In striving to overcome our impatience with others, it will help us to remember that we and they have the common heritage, of a sinful nature. The thing in them which irritates us is, no doubt, balanced by something in us which looks just as unlovely in their eyes and just as sorely tries their forbearance toward us. Whittier wisely says: "Search your own heart. What pains you in others—you yourself may be."

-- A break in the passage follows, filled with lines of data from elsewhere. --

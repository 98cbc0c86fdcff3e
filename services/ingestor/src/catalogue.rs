//! Static table catalogue and dimension mappings, read from the
//! configuration document (`config/tables.json` by default).

use std::collections::BTreeMap;
use std::fs;
use std::path::Path;

use serde::Deserialize;
use tracing::warn;

use crate::error::{PipelineError, Result};
use crate::model::{ActivityLevel, Cause, Metric, ShiftType};

#[derive(Debug, Clone, Deserialize)]
pub struct AppConfig {
    pub categories: BTreeMap<String, Category>,
    pub download: DownloadConfig,
    #[serde(default)]
    pub validation: ValidationConfig,
    pub mappings: Mappings,
}

#[derive(Debug, Clone, Deserialize)]
pub struct Category {
    pub description: String,
    pub tables: BTreeMap<String, TableEntry>,
}

#[derive(Debug, Clone, Deserialize)]
pub struct TableEntry {
    pub name: String,
    pub url_csv: String,
    pub url_json: String,
}

#[derive(Debug, Clone, Deserialize)]
pub struct DownloadConfig {
    pub max_retries: u32,
    pub timeout_seconds: u64,
    pub retry_delay_seconds: f64,
    pub candidate_encodings: Vec<String>,
    #[serde(default = "default_user_agent")]
    pub user_agent: String,
}

fn default_user_agent() -> String {
    "etcl-ingestor/0.1".to_string()
}

#[derive(Debug, Clone, Deserialize)]
pub struct ValidationConfig {
    /// Allowed excess, in hours, of the cause-specific sum over the
    /// null-cause total of hours not worked.
    #[serde(default = "default_tolerance")]
    pub cause_sum_tolerance: f64,
    /// Proportion of unmapped rows above which a transform is fatal.
    #[serde(default = "default_unmapped_threshold")]
    pub unmapped_row_threshold: f64,
}

fn default_tolerance() -> f64 {
    0.5
}

fn default_unmapped_threshold() -> f64 {
    0.05
}

impl Default for ValidationConfig {
    fn default() -> Self {
        Self {
            cause_sum_tolerance: default_tolerance(),
            unmapped_row_threshold: default_unmapped_threshold(),
        }
    }
}

#[derive(Debug, Clone, Deserialize)]
pub struct Mappings {
    pub regions: BTreeMap<String, RegionTarget>,
    pub sectors: BTreeMap<String, SectorTarget>,
    pub shifts: BTreeMap<String, ShiftType>,
    pub metric_labels: BTreeMap<String, MetricTarget>,
    pub table_profiles: BTreeMap<String, TableProfile>,
}

/// Regional label target. Both fields null means the label is the national
/// aggregate.
#[derive(Debug, Clone, Deserialize)]
pub struct RegionTarget {
    pub code: Option<String>,
    pub name: Option<String>,
}

#[derive(Debug, Clone, Deserialize)]
pub struct SectorTarget {
    pub level: ActivityLevel,
    pub code: Option<String>,
}

#[derive(Debug, Clone, Deserialize)]
pub struct MetricTarget {
    pub metric: Metric,
    pub cause: Option<Cause>,
}

#[derive(Debug, Clone, Deserialize)]
pub struct TableProfile {
    pub activity_level_default: ActivityLevel,
    pub has_shift: bool,
    #[serde(default)]
    pub regional: bool,
}

/// Everything the pipeline needs to know about one source table.
#[derive(Debug, Clone)]
pub struct TableDescriptor {
    pub code: String,
    pub name: String,
    pub category: String,
    pub url_csv: String,
    pub url_json: String,
    pub profile: TableProfile,
}

impl AppConfig {
    pub fn load(path: &Path) -> Result<Self> {
        let text = fs::read_to_string(path).map_err(|e| {
            PipelineError::State(format!("cannot read configuration {}: {e}", path.display()))
        })?;
        let config: AppConfig = serde_json::from_str(&text)?;
        Ok(config)
    }

    fn profile_for(&self, code: &str) -> TableProfile {
        match self.mappings.table_profiles.get(code) {
            Some(profile) => profile.clone(),
            None => {
                warn!(table = code, "no profile configured, assuming national totals");
                TableProfile {
                    activity_level_default: ActivityLevel::Total,
                    has_shift: false,
                    regional: false,
                }
            }
        }
    }

    /// All configured tables, in the catalogue's declared order.
    pub fn tables(&self) -> Vec<TableDescriptor> {
        let mut out = Vec::new();
        for (category, info) in &self.categories {
            for (code, entry) in &info.tables {
                out.push(TableDescriptor {
                    code: code.clone(),
                    name: entry.name.clone(),
                    category: category.clone(),
                    url_csv: entry.url_csv.clone(),
                    url_json: entry.url_json.clone(),
                    profile: self.profile_for(code),
                });
            }
        }
        out
    }

    pub fn table(&self, code: &str) -> Option<TableDescriptor> {
        self.tables().into_iter().find(|t| t.code == code)
    }
}

#[cfg(test)]
mod tests {
    use super::*;

    fn sample_config() -> AppConfig {
        let json = r#"{
            "categories": {
                "tiempo_trabajo": {
                    "description": "working time",
                    "tables": {
                        "6042": {
                            "name": "Tiempo de trabajo",
                            "url_csv": "https://example.test/6042.csv",
                            "url_json": "https://example.test/6042"
                        }
                    }
                }
            },
            "download": {
                "max_retries": 3,
                "timeout_seconds": 60,
                "retry_delay_seconds": 2.0,
                "candidate_encodings": ["utf-8", "iso-8859-1"]
            },
            "mappings": {
                "regions": { "Total Nacional": { "code": null, "name": null } },
                "sectors": { "Industria": { "level": "SECTOR_BS", "code": "B-E" } },
                "shifts": { "Ambas jornadas": "TOTAL" },
                "metric_labels": {
                    "Horas pactadas": { "metric": "hours_pacted", "cause": null },
                    "Horas no trabajadas por I.T.": {
                        "metric": "hours_not_worked",
                        "cause": "temporary_incapacity_total"
                    }
                },
                "table_profiles": {
                    "6042": { "activity_level_default": "SECTOR_BS", "has_shift": true }
                }
            }
        }"#;
        serde_json::from_str(json).unwrap()
    }

    #[test]
    fn builds_descriptors_with_profiles() {
        let config = sample_config();
        let tables = config.tables();
        assert_eq!(tables.len(), 1);
        let t = &tables[0];
        assert_eq!(t.code, "6042");
        assert_eq!(t.category, "tiempo_trabajo");
        assert_eq!(t.profile.activity_level_default, ActivityLevel::SectorBs);
        assert!(t.profile.has_shift);
        assert!(!t.profile.regional);
    }

    #[test]
    fn metric_labels_deserialize_into_enums() {
        let config = sample_config();
        let it = &config.mappings.metric_labels["Horas no trabajadas por I.T."];
        assert_eq!(it.metric, Metric::HoursNotWorked);
        assert_eq!(it.cause, Some(Cause::TemporaryIncapacityTotal));
    }

    #[test]
    fn validation_defaults_apply_when_absent() {
        let config = sample_config();
        assert!(config.validation.cause_sum_tolerance > 0.0);
        assert!(config.validation.unmapped_row_threshold > 0.0);
    }

    #[test]
    fn missing_profile_falls_back_to_national_totals() {
        let mut config = sample_config();
        config.mappings.table_profiles.clear();
        let t = config.table("6042").unwrap();
        assert_eq!(t.profile.activity_level_default, ActivityLevel::Total);
        assert!(!t.profile.has_shift);
    }

    #[test]
    fn repository_config_parses() {
        let path = std::path::Path::new(env!("CARGO_MANIFEST_DIR"))
            .join("../../config/tables.json");
        let config = AppConfig::load(&path).unwrap();
        let tables = config.tables();
        assert_eq!(tables.len(), 6);
        assert!(config.table("6063").unwrap().profile.regional);
        assert!(!config.table("6046").unwrap().profile.has_shift);
    }
}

It is very likely—that if we think our neighbors are difficult to live with—they think about the same of us! And who shall tell in whom lies the greater degree of fault? Certain it is, that a really good-tempered person can rarely ever be drawn into a quarrel with anyone. He is resolutely determined that he will not be a partner in any unseemly strife; he would rather suffer wrongfully, than offer any retaliation; he has learned to bear and to forbear. Then by his gentle tact he is able to conciliate any who are angry.

A fable relates that in the depth of a forest, there lived two foxes. One of them said to the other one day in the politest of fox-language, "Let's quarrel." "Very well," said the other; "but how shall we set about it?" They tried all sorts of ways—but in vain, for both would give way. At last one brought two stones. "There!" said he. "Now you say they are yours and I'll say they are mine, and we will quarrel and fight and scratch. Now I'll begin. Those stones are mine." "All right!" answered the other fox; "you are welcome to them." "But we shall never quarrel at this rate," replied the first. "No, indeed, you old simpleton! Don't you know it takes two to make a quarrel?" So the foxes gave up trying to quarrel, and never played again at this silly game.

The fable has its lesson for other creatures besides foxes. As far as in us lies, Paul tells us, we should live peaceably with all men. So long as a man sees only the quarrelsome temper of his neighbor, he is not far toward saintliness; but when he has learned to watch and to try to control his own temper and to weep over his own infirmities, he is on the way to God, and will soon be conqueror over his own weakness.

Life is too short to spend even one day of it in bickering and strife. Love is too sacred to be forever lacerated and torn by the ugly briers of sharp temper. Surely we ought to learn to be patient with others, since God has to show every day such infinite patience toward us. Is not the very essence of true love the spirit that is not easily provoked, that bears all things? Can we not, then, train our life to sweeter gentleness? Can we not learn to be touched even a little roughly without resenting it? Can we not bear little injuries and apparent injustices without flying into an unseemly rage? Can we not have in us something of the mind of Christ which will enable us, like him, to endure all wrong and injury and give back no word or look of bitterness? The way over which we and our friend walk together—is too short to be spent in wrangling.